Wednesday, October 06, 2010

The new gap logo

old logo on left, new on right

It looks like the design community is up in arms over the new Gap logo, as can be found on their site. Everyone is voicing their hatred on Twitter (including myself), Brand New's Armin didn't hold back in his review of the new logo, while Mat Dolphin took a more 'I don't like it, but let's wait and see' approach in his review. David Airey didn't bother saying anything, but made his opinion rather clear as well at his LogoDesignLove blog. Pretty much everyone thinks they are going to be pulling a Tropicana and going back to the old logo, but only time will tell.

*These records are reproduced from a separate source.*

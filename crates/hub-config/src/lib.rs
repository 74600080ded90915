//! Hub configuration
//!
//! Loads `hub.yaml` into a [`HubConfig`]. Values can reference
//! `secrets.yaml` with `!secret key` and the environment with
//! `!env_var VAR [fallback]`.
//!
//! ```ignore
//! let config = hub_config::HubConfig::load("/etc/hub/hub.yaml")?;
//! let settings = config.coordinator.settings();
//! ```

mod config;
mod error;
mod loader;

pub use config::{
    CoordinatorConfig, EntryConfig, ExecutorConfig, HubConfig, LoggerConfig, SetupConfig,
};
pub use error::{ConfigError, ConfigResult};
pub use loader::{load_yaml, load_yaml_str, Secrets};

Since everyone else is being so vocal I figured I might as well get vocal myself about the whole thing. First off, I do think it's terrible. Second, I tend to agree with Mat Dolphin in that it's important we wait and see what direction they plan on going with the brand before it can be considered a full write off.

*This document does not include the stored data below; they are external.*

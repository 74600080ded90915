//! Versioned JSON persistence in the `.storage/` directory

use serde::{de::DeserializeOwned, Deserialize, Serialize};
use std::path::{Path, PathBuf};
use thiserror::Error;
use tokio::fs;
use tracing::{debug, warn};

/// Storage errors
#[derive(Debug, Error)]
pub enum StorageError {
    #[error("IO error: {0}")]
    Io(#[from] std::io::Error),

    #[error("JSON serialization error: {0}")]
    Json(#[from] serde_json::Error),

    #[error("unsupported version for {key}: stored {found}, supported {supported}")]
    UnsupportedVersion {
        key: String,
        found: u32,
        supported: u32,
    },
}

pub type StorageResult<T> = Result<T, StorageError>;

/// On-disk envelope
///
/// ```json
/// { "version": 1, "minor_version": 1, "key": "core.config_entries", "data": { ... } }
/// ```
#[derive(Debug, Clone, Serialize, Deserialize)]
pub struct StorageFile<T> {
    pub version: u32,
    pub minor_version: u32,
    pub key: String,
    pub data: T,
}

impl<T> StorageFile<T> {
    pub fn new(key: impl Into<String>, data: T, version: u32, minor_version: u32) -> Self {
        Self {
            version,
            minor_version,
            key: key.into(),
            data,
        }
    }
}

/// A document type with a fixed storage key and schema version
pub trait Storable: Serialize + DeserializeOwned {
    const KEY: &'static str;
    const VERSION: u32;
    const MINOR_VERSION: u32;
}

/// Handle on the `.storage/` directory
#[derive(Debug, Clone)]
pub struct Storage {
    storage_dir: PathBuf,
}

impl Storage {
    /// Create a storage handle rooted at `<config_dir>/.storage`
    pub fn new(config_dir: impl AsRef<Path>) -> Self {
        Self {
            storage_dir: config_dir.as_ref().join(".storage"),
        }
    }

    pub fn storage_dir(&self) -> &Path {
        &self.storage_dir
    }

    pub fn file_path(&self, key: &str) -> PathBuf {
        self.storage_dir.join(key)
    }

    pub async fn exists(&self, key: &str) -> bool {
        fs::try_exists(self.file_path(key)).await.unwrap_or(false)
    }

    /// Load a raw envelope; `None` if the file does not exist
    pub async fn load<T: DeserializeOwned>(
        &self,
        key: &str,
    ) -> StorageResult<Option<StorageFile<T>>> {
        let path = self.file_path(key);
        let content = match fs::read_to_string(&path).await {
            Ok(content) => content,
            Err(err) if err.kind() == std::io::ErrorKind::NotFound => {
                debug!("Storage file not found: {}", key);
                return Ok(None);
            }
            Err(err) => return Err(err.into()),
        };

        let file: StorageFile<T> = serde_json::from_str(&content)?;
        debug!("Loaded storage file: {} (v{}.{})", key, file.version, file.minor_version);
        Ok(Some(file))
    }

    /// Load a [`Storable`] document, rejecting newer major versions
    pub async fn load_document<T: Storable>(&self) -> StorageResult<Option<T>> {
        let Some(file) = self.load::<T>(T::KEY).await? else {
            return Ok(None);
        };

        if file.version > T::VERSION {
            return Err(StorageError::UnsupportedVersion {
                key: T::KEY.to_string(),
                found: file.version,
                supported: T::VERSION,
            });
        }
        if file.minor_version < T::MINOR_VERSION {
            warn!(
                "Storage {} has older minor version ({} < {}), missing fields use defaults",
                T::KEY,
                file.minor_version,
                T::MINOR_VERSION
            );
        }
        Ok(Some(file.data))
    }

    /// Write an envelope atomically (temp file, then rename)
    pub async fn save<T: Serialize>(&self, file: &StorageFile<T>) -> StorageResult<()> {
        fs::create_dir_all(&self.storage_dir).await?;

        let path = self.file_path(&file.key);
        let temp_path = self.file_path(&format!("{}.tmp", file.key));

        let content = serde_json::to_string_pretty(file)?;
        fs::write(&temp_path, &content).await?;
        fs::rename(&temp_path, &path).await?;

        debug!("Saved storage file: {} (v{}.{})", file.key, file.version, file.minor_version);
        Ok(())
    }

    /// Save a [`Storable`] document under its own key and version
    pub async fn save_document<T: Storable>(&self, data: &T) -> StorageResult<()> {
        let file = StorageFile::new(T::KEY, data, T::VERSION, T::MINOR_VERSION);
        self.save(&file).await
    }
}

I'd like to know why they thought Gap needed be rebranded, and how they thought this new logo was an improvement. I like Helvetica, but just because it's a nice, universal font, doesn't mean it works all the time. Here it does not, it just makes it look generic (as is always a danger with a default system font). I don't think this fails because the name of the company is in Helvetica though. It fails because of small, randomly placed blue box with a random gradient on it. I've heard a few attempts at justifying it, the most logical being that they wanted to keep the blue square as to connect with the old identity, but show how they are breaking away from it. Thing is, this is such a departure from the old logo that the blue square doesn't make me think of the old one, it just confuses me and looks like something from a bad design contest, or perhaps something made using PowerPoint.

The old logo wasn't amazing, but it wasn't bad either. When I saw it I knew what I was looking at. They had effectively branded their company. Their new mark doesn't even make me think of their company, it looks to amateurish to evoke thoughts of a giant clothing line.

The thing is, they can save this. It'll take one hell of an branding effort and tons of money (all of which I don't see why they'd want to spend unless they are taking the company in a completely new direction - cheaper and more generic possibly? :P), but they can make us forget the old one and embrace (as much as one might embrace Gap) the new one. Until I know why they made these changes I can't say it's a complete and utter fail, but I can say I think it's really bad so far.

If they are doing a complete rebrand, why didn't they launch everything with the logo? So far all they have done is taken out logo.jpg from their site and inserted newlogo.jpg and apart from that, it seems like they are done. If they had gone with a full rebrand across web and advertising in one big swoop, we might have been able to see how the logo integrates into the rest of the system and been content. Instead the design community is freaking out and attacking Gap for being stupid.